##### Data section #####

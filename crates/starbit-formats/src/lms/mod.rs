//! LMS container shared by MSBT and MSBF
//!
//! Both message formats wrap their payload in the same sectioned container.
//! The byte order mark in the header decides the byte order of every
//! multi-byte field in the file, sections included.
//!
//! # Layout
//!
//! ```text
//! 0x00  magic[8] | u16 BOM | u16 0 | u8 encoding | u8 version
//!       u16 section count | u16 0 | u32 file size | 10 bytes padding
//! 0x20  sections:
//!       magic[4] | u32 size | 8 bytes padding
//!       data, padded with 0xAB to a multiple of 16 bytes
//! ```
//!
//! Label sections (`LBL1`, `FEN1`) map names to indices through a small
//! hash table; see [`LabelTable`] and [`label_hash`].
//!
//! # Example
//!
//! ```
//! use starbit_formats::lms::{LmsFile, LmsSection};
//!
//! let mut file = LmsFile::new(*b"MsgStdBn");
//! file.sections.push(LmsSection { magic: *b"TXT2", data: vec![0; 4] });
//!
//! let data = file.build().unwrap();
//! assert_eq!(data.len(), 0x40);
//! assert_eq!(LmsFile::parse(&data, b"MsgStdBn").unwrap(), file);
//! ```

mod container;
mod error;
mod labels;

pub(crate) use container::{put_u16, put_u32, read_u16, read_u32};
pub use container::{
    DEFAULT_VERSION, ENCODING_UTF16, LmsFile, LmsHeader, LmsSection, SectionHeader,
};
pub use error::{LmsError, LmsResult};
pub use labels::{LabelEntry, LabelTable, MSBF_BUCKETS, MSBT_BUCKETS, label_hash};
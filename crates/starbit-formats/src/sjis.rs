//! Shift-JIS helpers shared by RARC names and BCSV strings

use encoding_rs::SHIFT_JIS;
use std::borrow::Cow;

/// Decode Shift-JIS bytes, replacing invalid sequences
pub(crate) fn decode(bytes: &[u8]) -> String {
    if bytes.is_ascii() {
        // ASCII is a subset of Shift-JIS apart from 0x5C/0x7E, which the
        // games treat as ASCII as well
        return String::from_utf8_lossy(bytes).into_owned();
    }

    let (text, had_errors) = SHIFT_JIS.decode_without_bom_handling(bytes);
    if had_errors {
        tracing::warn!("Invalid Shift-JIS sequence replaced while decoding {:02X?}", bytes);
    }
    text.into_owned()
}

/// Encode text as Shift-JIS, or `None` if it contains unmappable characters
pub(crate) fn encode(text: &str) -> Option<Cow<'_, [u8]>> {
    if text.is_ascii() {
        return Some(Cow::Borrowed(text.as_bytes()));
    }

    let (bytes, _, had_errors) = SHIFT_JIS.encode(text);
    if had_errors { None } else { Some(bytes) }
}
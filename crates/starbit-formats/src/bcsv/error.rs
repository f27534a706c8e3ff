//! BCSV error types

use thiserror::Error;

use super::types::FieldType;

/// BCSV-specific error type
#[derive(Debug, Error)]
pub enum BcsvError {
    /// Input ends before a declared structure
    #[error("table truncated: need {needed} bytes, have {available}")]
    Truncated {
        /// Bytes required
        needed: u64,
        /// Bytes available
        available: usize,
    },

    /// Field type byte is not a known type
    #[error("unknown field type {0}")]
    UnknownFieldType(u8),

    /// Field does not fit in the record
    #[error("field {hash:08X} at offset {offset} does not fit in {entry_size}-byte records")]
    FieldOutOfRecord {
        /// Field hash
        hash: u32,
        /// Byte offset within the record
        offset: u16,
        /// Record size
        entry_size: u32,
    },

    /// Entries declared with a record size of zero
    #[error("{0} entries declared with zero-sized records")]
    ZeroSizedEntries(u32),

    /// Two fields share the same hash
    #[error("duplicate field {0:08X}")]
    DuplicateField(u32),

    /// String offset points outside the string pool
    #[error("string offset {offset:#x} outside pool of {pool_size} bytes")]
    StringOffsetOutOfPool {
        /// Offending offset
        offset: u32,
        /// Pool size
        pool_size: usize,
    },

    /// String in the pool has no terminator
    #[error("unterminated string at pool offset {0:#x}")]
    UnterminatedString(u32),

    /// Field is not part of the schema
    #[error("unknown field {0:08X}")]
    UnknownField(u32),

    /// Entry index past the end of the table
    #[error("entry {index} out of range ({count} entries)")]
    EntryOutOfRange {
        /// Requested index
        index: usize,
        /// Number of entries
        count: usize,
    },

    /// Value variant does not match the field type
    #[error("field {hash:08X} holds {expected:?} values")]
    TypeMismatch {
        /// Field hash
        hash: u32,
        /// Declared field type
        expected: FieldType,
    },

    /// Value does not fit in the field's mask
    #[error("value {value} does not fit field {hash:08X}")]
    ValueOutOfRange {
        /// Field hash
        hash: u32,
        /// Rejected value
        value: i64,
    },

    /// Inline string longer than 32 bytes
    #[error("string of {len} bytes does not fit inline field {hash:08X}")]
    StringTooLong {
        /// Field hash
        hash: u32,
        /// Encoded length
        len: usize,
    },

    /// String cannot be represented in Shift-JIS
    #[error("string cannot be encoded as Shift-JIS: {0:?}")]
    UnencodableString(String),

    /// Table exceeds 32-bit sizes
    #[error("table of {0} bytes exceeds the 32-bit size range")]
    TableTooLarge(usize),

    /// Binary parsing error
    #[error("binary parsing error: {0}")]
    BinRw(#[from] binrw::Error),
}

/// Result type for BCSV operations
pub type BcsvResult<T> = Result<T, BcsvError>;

#####

= Task brief =
In the entries above, find each line with "return" and list it.

= Response box =
        return String::from_utf8_lossy(bytes).into_owned();
        return Some(Cow::Borrowed(text.as_bytes()));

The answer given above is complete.